Suit Filed After White Jacksonville Cops Try to Beat Black Man to Death to Enforce Their Seat Belt Law. Police claim Video Only Creates “the Illusion" of Excessive Force, Feds Fail to Charge Cops

From [HERE] and [HERE] Attorneys for a Black man brutally beaten by Jacksonville officers in a viral video last year announced Thursday a federal lawsuit against the officers involved in the incident.

Footage showed Le’Keian Woods bloodied and bruised as officers surrounded him after a traffic stop on Sept. 29, 2023. A mugshot showed Woods with two swollen, black eyes and lacerations on his face, sparking public outrage

More than a year later, Woods spoke briefly about the incident alongside his attorneys in a news conference outside the Bryan Simpson United States Courthouse in Jacksonville.

“I was stopped at a traffic stop and I ran. I got kind of scared; I knew they was going to shoot me. I panicked and I ran,” Woods told reporters, adding that he continues to endure “a lot of migraine pain, a lot of eyesight pain” as a result of the beating. 

An image from cellphone video shows Le’Keian Woods surrounded by officers as he's taken into custody.Ruby Anderson via AP

Woods’ attorney Harry Daniels announced the lawsuit against Detectives Beau Daigle, Trey McCullough and Hunter Sullivan and now-former Detective Josue Garriga, accusing them of excessive use of force. According to the lawsuit, the officers violated Woods’ Fourth Amendment right when they pulled him over for “an alleged seatbelt violation” and brutally beat Woods after he fled. The lawsuit states that Woods is still receiving medical care and suffers from myriad mental health symptoms, according to NBC affiliate WTLV of Jacksonville.

“You had three deputy sheriffs … who weighed over 200 pounds beating Le’Keian, who may have weighed 150 pounds soaking wet. He had already been tased, he was already disoriented,” Daniels said, adding that at least one of the officers kneed Woods in the head “multiple times.” 

Officers alleged that they saw Woods engaged in a drug transaction before pulling him over for a traffic stop. He ran as they handcuffed two other people in the traffic stop, according to the body camera video and an arrest report. At the time, the sheriff’s office also alleged that the video created “the illusion of an inappropriate use of force.” Sheriff T.K. Waters said last October that “just because force is ugly does not mean it is unlawful or contrary to policy.”

Daniels, who did not immediately respond to a request for comment, on Thursday denied that Woods was part of any drug deal. 

Body camera video showed detectives chasing Woods through a yard, a parking lot and a grassy area before they used a stun gun on him. Woods was seen falling first onto a paved street with one arm beneath him. Then, detectives were seen hitting him in his face, bloodying his jaw and kneeing him in the head while they yelled for him to put his hands behind his back.

Woods was hospitalized for days after the incident with, his attorneys said, a ruptured kidney and head injuries. 

Woods later pleaded guilty to misdemeanor resisting police without violence, and all other charges against him — armed trafficking in cocaine, armed possession of a controlled substance, armed trafficking in amphetamine, and tampering with evidence — were dropped, some as part of a plea deal, according to the Florida Times-Union.

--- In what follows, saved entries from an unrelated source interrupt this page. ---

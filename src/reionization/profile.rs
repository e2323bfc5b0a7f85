//! CAMB-like reionization profile with closed-form derivatives.
//!
//! Hydrogen (and the first helium ionization) follows a smooth step in `(1+z)^exponent`
//! centered on `z_reio`; the second helium ionization is a smooth step in `z` centered on
//! `helium_fullreio_redshift`. Above `z_start` the profile is frozen at the recombination value.
use crate::constants::Redshift;
use crate::indices::RecombinationQuantity;
use crate::numerics::smoothstep::reionization_step;
use crate::precision::ThermoPrecision;
use crate::recombination::recfast::RecfastCoefficients;
use crate::recombination::RecombinationTable;
use crate::thermo_errors::ThermoError;

/// Ionization fraction and its first two redshift derivatives at one redshift.
#[derive(Debug, Clone, Copy, PartialEq)]
pub struct XeProfile {
    pub xe: f64,
    pub dxe_dz: f64,
    pub d2xe_dz2: f64,
}

/// Shape parameters of one reionization history.
#[derive(Debug, Clone, Copy, PartialEq)]
pub struct ReionizationParameters {
    /// Midpoint redshift of hydrogen reionization.
    pub z_reio: Redshift,
    /// Redshift above which the recombination history is kept untouched.
    pub z_start: Redshift,
    /// Recombination `x_e` at `z_start`.
    pub xe_before: f64,
    /// Hydrogen and singly ionized helium, `1 + f_He`.
    pub xe_after: f64,
    pub exponent: f64,
    pub width: f64,
    /// Extra electrons per hydrogen nucleus once helium is doubly ionized, `f_He`.
    pub helium_fullreio_fraction: f64,
    pub helium_fullreio_redshift: Redshift,
    pub helium_fullreio_width: f64,
}

impl ReionizationParameters {
    /// Profile parameters for a reionization redshift.
    ///
    /// Arguments
    /// -----------------
    /// * `z_reio`: midpoint of hydrogen reionization, `>= 0`.
    /// * `precision`: shape of the steps and largest start redshift.
    /// * `coefficients`: provides `f_He`.
    /// * `recombination`: history used to fix `xe_before`.
    ///
    /// Return
    /// ----------
    /// * The parameters, or [`ThermoError::ConfigurationError`] if the start redshift
    ///   `z_reio + start_factor · width` is above `reionization_z_start_max`.
    pub fn new(
        z_reio: Redshift,
        precision: &ThermoPrecision,
        coefficients: &RecfastCoefficients,
        recombination: &RecombinationTable,
    ) -> Result<Self, ThermoError> {
        let z_start = z_reio + precision.reionization_start_factor * precision.reionization_width;
        if !(z_reio >= 0. && z_start <= precision.reionization_z_start_max) {
            return Err(ThermoError::ConfigurationError(format!(
                "reionization starts at z = {z_start}, above reionization_z_start_max = {}",
                precision.reionization_z_start_max
            )));
        }
        Ok(ReionizationParameters {
            z_reio,
            z_start,
            xe_before: interpolate_column(recombination, RecombinationQuantity::Xe, z_start)?,
            xe_after: 1. + coefficients.f_he,
            exponent: precision.reionization_exponent,
            width: precision.reionization_width,
            helium_fullreio_fraction: coefficients.f_he,
            helium_fullreio_redshift: precision.helium_fullreio_redshift,
            helium_fullreio_width: precision.helium_fullreio_width,
        })
    }

    /// Free electrons per hydrogen nucleus and its redshift derivatives.
    pub fn xe(&self, z: Redshift) -> XeProfile {
        if z > self.z_start {
            return XeProfile {
                xe: self.xe_before,
                dxe_dz: 0.,
                d2xe_dz2: 0.,
            };
        }

        let e = self.exponent;
        let norm = e * (1. + self.z_reio).powf(e - 1.) * self.width;
        let u = ((1. + self.z_reio).powf(e) - (1. + z).powf(e)) / norm;
        let du = -e * (1. + z).powf(e - 1.) / norm;
        let ddu = -e * (e - 1.) * (1. + z).powf(e - 2.) / norm;
        let (s, ds, dds) = reionization_step(u);
        let jump = self.xe_after - self.xe_before;

        let w_he = self.helium_fullreio_width;
        let (s_he, ds_he, dds_he) = reionization_step((self.helium_fullreio_redshift - z) / w_he);
        let f = self.helium_fullreio_fraction;

        XeProfile {
            xe: jump * s + self.xe_before + f * s_he,
            dxe_dz: jump * ds * du - f * ds_he / w_he,
            d2xe_dz2: jump * (dds * du * du + ds * ddu) + f * dds_he / (w_he * w_he),
        }
    }
}

/// Linear interpolation of a recombination column at `z`.
pub(crate) fn interpolate_column(
    recombination: &RecombinationTable,
    quantity: RecombinationQuantity,
    z: Redshift,
) -> Result<f64, ThermoError> {
    let grid = recombination.z();
    let values = recombination.column(quantity)?;
    let above = grid.partition_point(|&v| v <= z);
    if above == 0 || above >= grid.len() {
        return Err(ThermoError::OutOfRangeQuery {
            z,
            z_min: grid.first().copied().unwrap_or(f64::NAN),
            z_max: grid.last().copied().unwrap_or(f64::NAN),
        });
    }
    let (i, j) = (above - 1, above);
    let t = (z - grid[i]) / (grid[j] - grid[i]);
    Ok(values[i] + t * (values[j] - values[i]))
}

#[cfg(test)]
mod profile_test {
    use super::*;
    use approx::assert_relative_eq;

    fn parameters() -> ReionizationParameters {
        ReionizationParameters {
            z_reio: 11.,
            z_start: 15.,
            xe_before: 2e-4,
            xe_after: 1.08,
            exponent: 1.5,
            width: 0.5,
            helium_fullreio_fraction: 0.08,
            helium_fullreio_redshift: 3.5,
            helium_fullreio_width: 0.5,
        }
    }

    #[test]
    fn test_limits() {
        let p = parameters();
        assert_eq!(p.xe(16.).xe, 2e-4);
        assert_relative_eq!(p.xe(15.).xe, 2e-4);
        assert_relative_eq!(p.xe(7.).xe, 1.08);
        assert_relative_eq!(p.xe(0.).xe, 1.16);
        // midpoint of the hydrogen step
        assert_relative_eq!(p.xe(11.).xe, 0.5 * (1.08 + 2e-4));
    }

    #[test]
    fn test_derivatives_match_finite_differences() {
        let p = parameters();
        let h = 1e-5;
        for z in [3.3, 3.7, 10.6, 11., 11.4] {
            let profile = p.xe(z);
            let dxe = (p.xe(z + h).xe - p.xe(z - h).xe) / (2. * h);
            let ddxe = (p.xe(z + h).dxe_dz - p.xe(z - h).dxe_dz) / (2. * h);
            assert_relative_eq!(profile.dxe_dz, dxe, max_relative = 1e-5);
            assert_relative_eq!(profile.d2xe_dz2, ddxe, epsilon = 1e-4, max_relative = 1e-4);
        }
    }

    #[test]
    fn test_profile_decreases_with_redshift() {
        let p = parameters();
        let xe: Vec<f64> = (0..=300).map(|i| p.xe(i as f64 * 0.05).xe).collect();
        assert!(xe.windows(2).all(|w| w[1] <= w[0]));
        assert!(xe.iter().all(|&v| v > 0. && v <= 1.16 + 1e-12));
    }
}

The U.S. Department of Justice reviewed the arrest and concluded last November in a letter to Waters: “Based on the known information, this incident does not give rise to a prosecutable violation of the federal civil rights laws. As a result, we are closing our review of this matter.”

"The Defendants' [officers'] actions and use of force, as described herein, were also malicious and/or involved reckless, callous, and deliberate indifference to Mr. Woods’ federally protected rights," the lawsuit states. "The force used by the Defendants shocks the conscience and violated the Fourth Amendment right of Mr. Woods."

According to the suit, Wood "continues to suffer ongoing emotional distress, with significant PTSD type symptoms, including sadness, anxiety, stress, anger, depression, frustration, sleeplessness, nightmares, and flashbacks from his assault."

"I wanna be very clear, we're not filing this lawsuit just for the appeasement of Le'Keian, on his mother, on his family, this lawsuit has been filed to try to seek a measure of justice," Woods' attorney, Harry Daniels, said in a statement. "A measure of justice that as a man, or a jury, or a judge can only give to one. I think that it's time that we acknowledge that something is fundamentally wrong with the Jacksonville Sheriff's Office."